R. I have said decisively. There may be some connection in the nearby lagoons of Charco del Toro and Taraje with these soundings. And since we are responsible, we close the polls in case there is the slightest thought. The problem of the lagoons depends on three factors: the lack of rainfall –we have been 10 years with bad or very bad years in the surroundings of Doñana–, the increase in temperature in the Doñana Palace exceeds the average maximum by 1.5 degrees. of the last 10 years, and then the enormous growth of the forest mass. I am not going to go against the CSIC because I am a man of science, I am a biologist, I only read what the Unesco report says.
P. But the historical series of precipitations does not indicate that in Doñana it rains much less now, the measurements remain around 500 liters per square meter.
R. I tell him that we have been 8 to 10 years with less rain than the average.

P. The Aemet advanced that the autumn would be warm and not very rainy in Andalusia. Which body has let you hit it?
R. One very worried. Although the supply is guaranteed for two years, we will adopt restrictions. Already last year the endowments in crops were reduced with 6,000 cubic meters per hectare, which went to 3,000. That worries me because I want there to be a normal irrigation campaign, because it is a fundamental sector for food, it creates a lot of jobs and fixes the population. We always have a double objective: to comply with the environment and satisfy the needs of users.
P. When did the confederation stop expanding irrigation?
R. Since 2005 there has not been a new irrigated hectare that had not been previously planned, and they only increase if a farmer changes from high water consumption to low consumption. For the next plan, we reserve 20 cubic hectometres of reclaimed purification water for new irrigation in the development of towns.
P. You claim that the drought is due to concatenated years of falling rainfall, but the Drought Observatory of the Pablo de Olavide University and the ecologists argue that it is a chronic issue and the reserves have been poorly managed. That responds?
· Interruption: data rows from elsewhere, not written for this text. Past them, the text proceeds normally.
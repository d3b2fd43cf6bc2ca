//! End-to-end measurement session over a disk-backed layout.

use medir::{
    BlockImage, CoverageCollector, DirContainer, ImageIndex, MethodImage, ScriptOp, SessionConfig,
    SharedHost, TestOutcome, TextReporter, UnitContainer, UnitImage,
};
use std::fs;
use std::path::Path;
use std::sync::Arc;
use std::time::Duration;
use tempfile::TempDir;

fn store(dir: &Path, image: &UnitImage) {
    let path = dir.join(medir::unit_rel_path(&image.name));
    fs::create_dir_all(path.parent().unwrap()).unwrap();
    fs::write(&path, image.encode().unwrap()).unwrap();
}

fn stack_image() -> UnitImage {
    UnitImage::new("org.example.Stack")
        .with_source_file("Stack.java")
        .with_method(MethodImage::new("push", "(i32)->()").with_blocks(vec![
            BlockImage {
                line: 10,
                instructions: 6,
                branches: 0,
            },
            BlockImage {
                line: 12,
                instructions: 4,
                branches: 2,
            },
        ]))
        .with_method(MethodImage::new("pop", "()->i32").with_blocks(vec![
            BlockImage {
                line: 20,
                instructions: 5,
                branches: 2,
            },
            BlockImage {
                line: 21,
                instructions: 2,
                branches: 0,
            },
        ]))
        .with_method(MethodImage::new("clear", "()->()").with_blocks(vec![BlockImage {
            line: 30,
            instructions: 3,
            branches: 0,
        }]))
}

fn invoke(method: &str, blocks: &[u16]) -> ScriptOp {
    ScriptOp::Invoke {
        unit: "org.example.Stack".into(),
        method: method.into(),
        blocks: blocks.to_vec(),
    }
}

/// One passing unit with two sub-tests, one aborting unit, one unit that
/// outlives its deadline.
fn seed_test_units(compiled_dir: &Path) {
    store(
        compiled_dir,
        &UnitImage::new("org.example.StackTest")
            .with_method(MethodImage::new("testPush", "()->()").with_script(vec![
                invoke("push", &[0, 1]),
                ScriptOp::Invoke {
                    unit: "runtime.Assert".into(),
                    method: "check".into(),
                    blocks: vec![],
                },
            ]))
            .with_method(
                MethodImage::new("testPop", "()->()").with_script(vec![invoke("pop", &[0])]),
            ),
    );
    store(
        compiled_dir,
        &UnitImage::new("org.example.StackCrashTest").with_method(
            MethodImage::new("testCrash", "()->()").with_script(vec![
                invoke("clear", &[0]),
                ScriptOp::Abort {
                    message: "index out of bounds".into(),
                },
            ]),
        ),
    );
    store(
        compiled_dir,
        &UnitImage::new("org.example.StackSlowTest").with_method(
            MethodImage::new("testSlow", "()->()")
                .with_script(vec![ScriptOp::Sleep { millis: 60_000 }, invoke("pop", &[1])]),
        ),
    );
}

fn build_collector(base: &Path) -> CoverageCollector {
    let bin = base.join("bin");
    store(&bin, &stack_image());

    let host = SharedHost::new();
    host.preload(UnitImage::new("runtime.Assert").with_method(MethodImage::new("check", "()->()")))
        .unwrap();

    let config = SessionConfig::new(base.join("session"))
        .with_test_deadline(Duration::from_millis(400));
    let containers: Vec<Box<dyn UnitContainer>> = vec![Box::new(DirContainer::new(&bin))];
    let collector = CoverageCollector::new(config, &containers).unwrap();
    seed_test_units(&collector.config().compiled_tests_dir());

    let index = ImageIndex::scan(&[bin.as_path()]);
    collector
        .with_index(Arc::new(index))
        .with_host(Arc::new(host))
}

#[test]
fn full_session_tallies_outcomes_per_invocation_kind() {
    let dir = TempDir::new().unwrap();
    let collector = build_collector(dir.path());

    let report = collector.measure("org.example.Stack").unwrap();

    // Passing unit: 2 executed, 0 failed. Aborting unit: 1 failure, no
    // executed count. Timed-out unit: neither.
    assert_eq!(report.outcome, TestOutcome::new(2, 1));
}

#[test]
fn full_session_attributes_counters_from_the_trace() {
    let dir = TempDir::new().unwrap();
    let collector = build_collector(dir.path());

    let report = collector.measure("org.example.Stack").unwrap();

    // push fully covered, pop's first block covered, clear covered by the
    // crashing unit before it aborted. The timed-out unit's pop[1] mark
    // never happened.
    assert_eq!(report.counters.instructions.covered, 18);
    assert_eq!(report.counters.instructions.total, 20);
    assert_eq!(report.counters.branches.covered, 4);
    assert_eq!(report.counters.branches.total, 4);
    assert_eq!(report.counters.lines.covered, 4);
    assert_eq!(report.counters.lines.total, 5);
    assert_eq!(report.counters.complexity.covered, 5);
    assert_eq!(report.counters.complexity.total, 5);

    for counter in report.counters.iter() {
        assert!(counter.covered <= counter.total);
        assert!((0.0..=1.0).contains(&counter.ratio()));
    }
}

#[test]
fn method_reports_cover_exactly_the_observed_members() {
    let dir = TempDir::new().unwrap();
    let collector = build_collector(dir.path());

    let report = collector.measure("org.example.Stack").unwrap();

    let names: Vec<_> = report.methods.iter().map(|m| m.name.as_str()).collect();
    assert_eq!(
        names,
        vec![
            "org.example.Stack::clear()->()",
            "org.example.Stack::pop()->i32",
            "org.example.Stack::push(i32)->()",
        ]
    );
}

#[test]
fn stored_units_are_byte_identical_after_the_session() {
    let dir = TempDir::new().unwrap();
    let collector = build_collector(dir.path());
    let stored = collector
        .config()
        .instrumented_unit_path("org.example.Stack");
    let before = fs::read(&stored).unwrap();

    let _ = collector.measure("org.example.Stack").unwrap();

    assert_eq!(fs::read(&stored).unwrap(), before);
}

#[test]
fn repeated_sessions_render_identical_reports() {
    let dir = TempDir::new().unwrap();
    let collector = build_collector(dir.path());
    let reporter = TextReporter::new().detailed(true);

    let first = reporter.render(&collector.measure("org.example.Stack").unwrap());
    let second = reporter.render(&collector.measure("org.example.Stack").unwrap());

    assert_eq!(first, second);
    assert!(first.starts_with("Coverage of `org.example.Stack` class:"));
    assert!(first.contains("2 tests; 1 failure"));
}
R. Reservations are managed wonderfully well, we know how to keep the balance. What happens is that we manage reality, not what we would like. And which one is it? That we have 4.2 million people to supply, 895,000 hectares of irrigation and many people living from that irrigation. There is little in Andalusia of emptied Spain. Why? Because there is a powerful primary sector with 75% of modernized irrigation. Our mantra is first the environmental objective and then the needs of the users, another thing is that we would like there to be less agriculture.
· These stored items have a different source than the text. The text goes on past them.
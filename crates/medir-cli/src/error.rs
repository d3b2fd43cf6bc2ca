//! Error types for the CLI.

use std::path::PathBuf;
use thiserror::Error;

/// Result type for CLI operations.
pub type CliResult<T> = Result<T, CliError>;

/// Errors that can occur in the CLI.
#[derive(Debug, Error)]
pub enum CliError {
    /// Benchmark suite definition could not be used.
    #[error("benchmark suite {path}: {message}")]
    Suite {
        /// Suite file.
        path: PathBuf,
        /// What was wrong.
        message: String,
    },

    /// External compiler invocation failed.
    #[error("compiler `{command}` failed on {source_file}")]
    Compile {
        /// Configured compiler command.
        command: String,
        /// Source file being compiled.
        source_file: PathBuf,
    },

    /// I/O error.
    #[error("I/O error: {0}")]
    Io(#[from] std::io::Error),

    /// Suite definitions are JSON documents.
    #[error("JSON error: {0}")]
    Json(#[from] serde_json::Error),

    /// Engine error.
    #[error(transparent)]
    Medir(#[from] medir::MedirError),
}
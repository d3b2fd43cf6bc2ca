//! Compiled-unit containers.
//!
//! A container holds compiled units and can place them into the session's
//! instrumentation root. Archive formats are handled by external
//! collaborators; the bundled [`DirContainer`] copies a directory tree of
//! unit images.

use crate::image::UNIT_EXT;
use std::fs;
use std::path::{Path, PathBuf};

/// A source of compiled units extractable into an instrumentation root.
pub trait UnitContainer: Send + Sync {
    /// Human-readable label for logging.
    fn label(&self) -> String;

    /// Copy the container's unit images under `dest`, preserving their
    /// relative layout. Returns the number of units placed.
    fn extract_to(&self, dest: &Path) -> std::io::Result<usize>;
}

/// Container over a directory tree of unit images.
#[derive(Debug, Clone)]
pub struct DirContainer {
    root: PathBuf,
}

impl DirContainer {
    /// Container rooted at `root`.
    #[must_use]
    pub fn new(root: impl Into<PathBuf>) -> Self {
        Self { root: root.into() }
    }

    fn copy_tree(&self, dir: &Path, dest: &Path) -> std::io::Result<usize> {
        let mut copied = 0;
        for entry in fs::read_dir(dir)? {
            let entry = entry?;
            let path = entry.path();
            if entry.file_type()?.is_dir() {
                copied += self.copy_tree(&path, dest)?;
            } else if path.extension().and_then(|e| e.to_str()) == Some(UNIT_EXT) {
                let rel = path
                    .strip_prefix(&self.root)
                    .map_err(|e| std::io::Error::new(std::io::ErrorKind::InvalidData, e))?;
                let target = dest.join(rel);
                if let Some(parent) = target.parent() {
                    fs::create_dir_all(parent)?;
                }
                fs::copy(&path, &target)?;
                copied += 1;
            }
        }
        Ok(copied)
    }
}

impl UnitContainer for DirContainer {
    fn label(&self) -> String {
        self.root.display().to_string()
    }

    fn extract_to(&self, dest: &Path) -> std::io::Result<usize> {
        self.copy_tree(&self.root, dest)
    }
}
//! # Upstream Voice Session
//!
//! The upstream side of a relay: one logical conversation with the voice-AI
//! backend per browser connection.
//!
//! ## Contract:
//! - **connect**: Establish the session with the process-wide credential and
//!   the per-connection [`SessionConfig`]. Must finish before audio flows.
//! - **send_audio**: Queue one frame for the backend. Never blocks and never
//!   reports failure directly; a broken transport shows up later as a
//!   `Disconnected` state event.
//! - **events**: An asynchronous stream of synthesized audio frames and
//!   connection-state changes. `Disconnected` is emitted at most once.
//! - **close**: Idempotent. Safe to call from the normal close path and the
//!   error path alike.
//!
//! ## Key Rust Concepts:
//! - **Trait objects** (`Box<dyn UpstreamSession>`): The relay does not care
//!   which backend sits behind the session, and tests swap in a recorder
//! - **BoxFuture**: Lets a trait method be async without extra crates
//! - **mpsc channels**: Events travel from the adapter's I/O tasks to the relay

pub mod openai;

use crate::audio::AudioFrame;
use crate::config::ApiCredential;
use crate::error::RelayError;
use futures_util::future::BoxFuture;
use tokio::sync::mpsc;

pub use openai::RealtimeConnector;

/// Server-side turn detection settings forwarded to the backend.
///
/// The relay only configures these; deciding when the user stopped
/// speaking is the backend's job.
#[derive(Debug, Clone, PartialEq)]
pub struct TurnDetection {
    /// Detection mode, e.g. `server_vad`.
    pub mode: String,

    /// Whether the user speaking interrupts an in-progress response.
    pub interrupt_response: bool,

    /// Voice activity energy threshold (0.0 to 1.0).
    pub threshold: f32,

    /// Audio kept before detected speech starts, in milliseconds.
    pub prefix_padding_ms: u32,

    /// Trailing silence that ends a turn, in milliseconds.
    pub silence_duration_ms: u32,
}

/// Behavioral configuration for one upstream session.
#[derive(Debug, Clone, PartialEq)]
pub struct SessionConfig {
    /// Persona instructions for the assistant.
    pub instructions: String,

    /// Synthesized voice, or the backend default when `None`.
    pub voice: Option<String>,

    /// Turn detection settings, or the backend default when `None`.
    pub turn_detection: Option<TurnDetection>,
}

/// Connection state of an upstream session.
///
/// ## State Transitions:
/// Connecting → Connected → Disconnected
#[derive(Debug, Clone, Copy, PartialEq, Eq)]
pub enum UpstreamState {
    Connecting,
    Connected,
    Disconnected,
}

/// Something the upstream session wants the relay to know about.
#[derive(Debug, Clone, PartialEq)]
pub enum UpstreamEvent {
    /// Synthesized audio to play back in the browser.
    Audio(AudioFrame),

    /// The session moved to a new connection state.
    StateChanged(UpstreamState),
}

/// A live upstream session owned by exactly one relay.
pub trait UpstreamSession: Send {
    /// Queue one frame for the backend. Frames after `close()` are dropped.
    fn send_audio(&self, frame: AudioFrame);

    /// Terminate the session. Calling it more than once is a no-op.
    fn close(&self);
}

/// A connected session plus the stream of events it produces.
pub struct UpstreamLink {
    pub session: Box<dyn UpstreamSession>,
    pub events: mpsc::UnboundedReceiver<UpstreamEvent>,
}

impl std::fmt::Debug for UpstreamLink {
    fn fmt(&self, f: &mut std::fmt::Formatter<'_>) -> std::fmt::Result {
        f.debug_struct("UpstreamLink").finish_non_exhaustive()
    }
}

/// Factory for upstream sessions, shared by every relay in the process.
pub trait UpstreamConnector: Send + Sync {
    /// Open a new session. The returned future owns everything it needs, so
    /// the relay can run it on its own event loop.
    fn connect(
        &self,
        credential: ApiCredential,
        config: SessionConfig,
    ) -> BoxFuture<'static, Result<UpstreamLink, RelayError>>;
}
P. The draft Hydrological Plan proposes a reduction of 5% in the next six years. Can you increase that percentage?
R. No, that is the limit, which will be done by not renewing concessions.
P. What do you recommend to the municipalities to prepare their drought emergency plans?
R. First, awareness of the population, savings campaigns and see the alternatives to its supply system. There could be weaknesses in towns that are supplied by groundwater or springs and the neighbors could suffer.